Showing posts with label dex. Show all posts
Showing posts with label dex. Show all posts

Wednesday, July 1, 2009

New DEX assembler/disassembler pair

Dedexer got competition! Not one but immediately two - smali and baksmali is a DEX assembler/disassembler pair. The programs are brand new and - like Dedexer - they are also based on a Jasmin-like format. I tried them very shortly, the disassembler - baksmali - worked correctly and indeed produced an output similar to dedexer but I could not compile the output of baksmali back to DEX format with the assembler - smali. The disassembler does not handle ODEX files either.

The initiative is indeed valuable, however, and I encourage every reverse engineer out there give the new tools a try.

Tuesday, February 3, 2009

Optimized DEX files

One of the less publicized ability of the Dalvik virtual machine is that it is able to execute "optimized" DEX files (or ODEX files). "Optimizing" a DEX file speeds up its execution but also ties it to the hardware platform on which the optimization was performed. ODEX optimization relies on unsafe bytecode instructions.
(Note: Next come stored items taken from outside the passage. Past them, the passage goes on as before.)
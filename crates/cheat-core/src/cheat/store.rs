use tracing::{debug, info};

use crate::config::limits::MAX_PROMOTED_CHEATS;
use crate::error::{Error, Result};
use crate::search::{MatchAction, MatchView, Search};

use super::code::{CheatCode, CheatKind, Handler, MemoryPatch};

/// Ordered cheat list plus the editor's working copy.
///
/// Every entry's `index` equals its position; structural changes renumber.
#[derive(Debug, Clone)]
pub struct CheatStore {
    cheats: Vec<CheatCode>,
    working: CheatCode,
}

impl Default for CheatStore {
    fn default() -> Self {
        Self {
            cheats: Vec::new(),
            working: CheatCode::blank(0, Handler::EngineApplied),
        }
    }
}

impl CheatStore {
    pub fn new() -> Self {
        Self::default()
    }

    pub fn len(&self) -> usize {
        self.cheats.len()
    }

    pub fn is_empty(&self) -> bool {
        self.cheats.is_empty()
    }

    pub fn get(&self, index: usize) -> Option<&CheatCode> {
        self.cheats.get(index)
    }

    pub fn iter(&self) -> impl Iterator<Item = &CheatCode> {
        self.cheats.iter()
    }

    pub fn as_slice(&self) -> &[CheatCode] {
        &self.cheats
    }

    pub(crate) fn as_mut_slice(&mut self) -> &mut [CheatCode] {
        &mut self.cheats
    }

    pub fn enabled_count(&self) -> usize {
        self.cheats.iter().filter(|c| c.enabled).count()
    }

    /// Append one entry. Not capacity-checked.
    pub fn push(&mut self, mut code: CheatCode) -> usize {
        let index = self.cheats.len();
        code.index = index as u32;
        self.cheats.push(code);
        index
    }

    /// Insert one entry at `index` (== len appends). Not capacity-checked.
    pub fn insert(&mut self, index: usize, code: CheatCode) -> Result<()> {
        if index > self.cheats.len() {
            return Err(self.out_of_range(index));
        }
        self.cheats.insert(index, code);
        self.renumber();
        Ok(())
    }

    pub fn remove(&mut self, index: usize) -> Result<CheatCode> {
        if index >= self.cheats.len() {
            return Err(self.out_of_range(index));
        }
        let removed = self.cheats.remove(index);
        self.renumber();
        Ok(removed)
    }

    /// Swap the entry with its predecessor. Returns its new index.
    pub fn move_up(&mut self, index: usize) -> Result<usize> {
        if index >= self.cheats.len() {
            return Err(self.out_of_range(index));
        }
        if index == 0 {
            return Ok(0);
        }
        self.cheats.swap(index - 1, index);
        self.renumber();
        Ok(index - 1)
    }

    /// Swap the entry with its successor. Returns its new index.
    pub fn move_down(&mut self, index: usize) -> Result<usize> {
        if index >= self.cheats.len() {
            return Err(self.out_of_range(index));
        }
        if index + 1 == self.cheats.len() {
            return Ok(index);
        }
        self.cheats.swap(index, index + 1);
        self.renumber();
        Ok(index + 1)
    }

    /// Delete every entry.
    pub fn clear(&mut self) {
        info!("Cleared {} cheats", self.cheats.len());
        self.cheats.clear();
    }

    /// Grow with blank `handler` entries or truncate to `new_len`.
    ///
    /// Truncation drops the tail entries (and their strings) for good.
    pub fn realloc(&mut self, new_len: usize, handler: Handler) {
        let old_len = self.cheats.len();
        if new_len < old_len {
            self.cheats.truncate(new_len);
        } else {
            self.cheats
                .extend((old_len..new_len).map(|i| CheatCode::blank(i as u32, handler)));
        }
        debug!("Cheat list resized {} -> {}", old_len, new_len);
    }

    /// Flip one entry's enabled flag. Enabling restarts its rumble warm-up.
    pub fn toggle(&mut self, index: usize) -> Result<bool> {
        let len = self.cheats.len();
        let cheat = self
            .cheats
            .get_mut(index)
            .ok_or(Error::CheatIndexOutOfRange { index, len })?;
        cheat.enabled = !cheat.enabled;
        if cheat.enabled
            && let Some(patch) = cheat.patch_mut()
        {
            patch.reset_runtime();
        }
        Ok(cheat.enabled)
    }

    /// Copy entry `index` into the working copy for editing.
    pub fn stage(&mut self, index: usize) -> Result<&mut CheatCode> {
        let cheat = self
            .get(index)
            .cloned()
            .ok_or_else(|| self.out_of_range(index))?;
        self.working = cheat;
        Ok(&mut self.working)
    }

    pub fn working(&self) -> &CheatCode {
        &self.working
    }

    pub fn working_mut(&mut self) -> &mut CheatCode {
        &mut self.working
    }

    /// Write the working copy back over entry `index`.
    pub fn commit(&mut self, index: usize) -> Result<()> {
        let len = self.cheats.len();
        let slot = self
            .cheats
            .get_mut(index)
            .ok_or(Error::CheatIndexOutOfRange { index, len })?;
        *slot = self.working.clone();
        slot.index = index as u32;
        if let Some(patch) = slot.patch_mut() {
            patch.reset_runtime();
        }
        Ok(())
    }

    /// Promote every alive match to a `Set` cheat at its current value.
    ///
    /// All or nothing: if the result would exceed the cheat limit the store
    /// is left unchanged.
    pub fn add_matches(&mut self, search: &Search, current: &[u8]) -> Result<usize> {
        let matches = search.num_matches();
        if matches + self.cheats.len() > MAX_PROMOTED_CHEATS {
            return Err(Error::TooManyMatches {
                matches,
                existing: self.cheats.len(),
                limit: MAX_PROMOTED_CHEATS,
            });
        }

        let (width, big_endian) = (search.width(), search.big_endian());
        for view in search.views(current) {
            self.push(CheatCode::engine_applied(MemoryPatch::from_match(
                &view, width, big_endian,
            )));
        }
        info!("Added {} matches to the cheat list", matches);
        Ok(matches)
    }

    /// View, copy or delete the match with encounter index `index`.
    pub fn match_action(
        &mut self,
        search: &mut Search,
        current: &[u8],
        action: MatchAction,
        index: usize,
    ) -> Result<MatchView> {
        match action {
            MatchAction::View => search.view(current, index),
            MatchAction::Copy => {
                let view = search.view(current, index)?;
                self.push(CheatCode::engine_applied(MemoryPatch::from_match(
                    &view,
                    search.width(),
                    search.big_endian(),
                )));
                Ok(view)
            }
            MatchAction::Delete => search.delete(current, index),
        }
    }

    /// Restart runtime state (rumble warm-up) of the engine-applied entries
    /// from `start` on.
    pub(crate) fn reset_runtime_from(&mut self, start: usize) {
        for cheat in self.cheats.iter_mut().skip(start) {
            if let Some(patch) = cheat.patch_mut() {
                patch.reset_runtime();
            }
        }
    }

    /// Enabled, non-empty core-opaque codes in list order.
    pub fn core_codes(&self) -> impl Iterator<Item = &str> {
        self.cheats.iter().filter(|c| c.enabled).filter_map(|c| match &c.kind {
            CheatKind::CoreOpaque { code } if !code.is_empty() => Some(code.as_str()),
            _ => None,
        })
    }

    pub(crate) fn extend(&mut self, cheats: impl IntoIterator<Item = CheatCode>) {
        self.cheats.extend(cheats);
        self.renumber();
    }

    pub(crate) fn replace(&mut self, cheats: Vec<CheatCode>) {
        self.cheats = cheats;
        self.renumber();
    }

    fn renumber(&mut self) {
        for (i, cheat) in self.cheats.iter_mut().enumerate() {
            cheat.index = i as u32;
        }
    }

    fn out_of_range(&self, index: usize) -> Error {
        Error::CheatIndexOutOfRange {
            index,
            len: self.cheats.len(),
        }
    }
}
Unsafe instructions are much faster to execute, on the other hand, malicious use of these instructions can crash the virtual machine. Dalvik has an additional layer of security, process separation and file permissions of the underlying Linux platform so this price is not that high. It is important to note, however, that much of the security normally associated to the Java virtual machine e.g. in J2ME is now provided by the underlying Linux platform.

I remember the resistance when I proposed unsafe instruction for garbage collection performance optimization on mobile platforms. The critics argued that 1. the Java bytecode is not allowed to be modified and 2. the bytecode safety must be preserved at all costs. Seemingly, Dalvik designers have done away with both ortodoxies.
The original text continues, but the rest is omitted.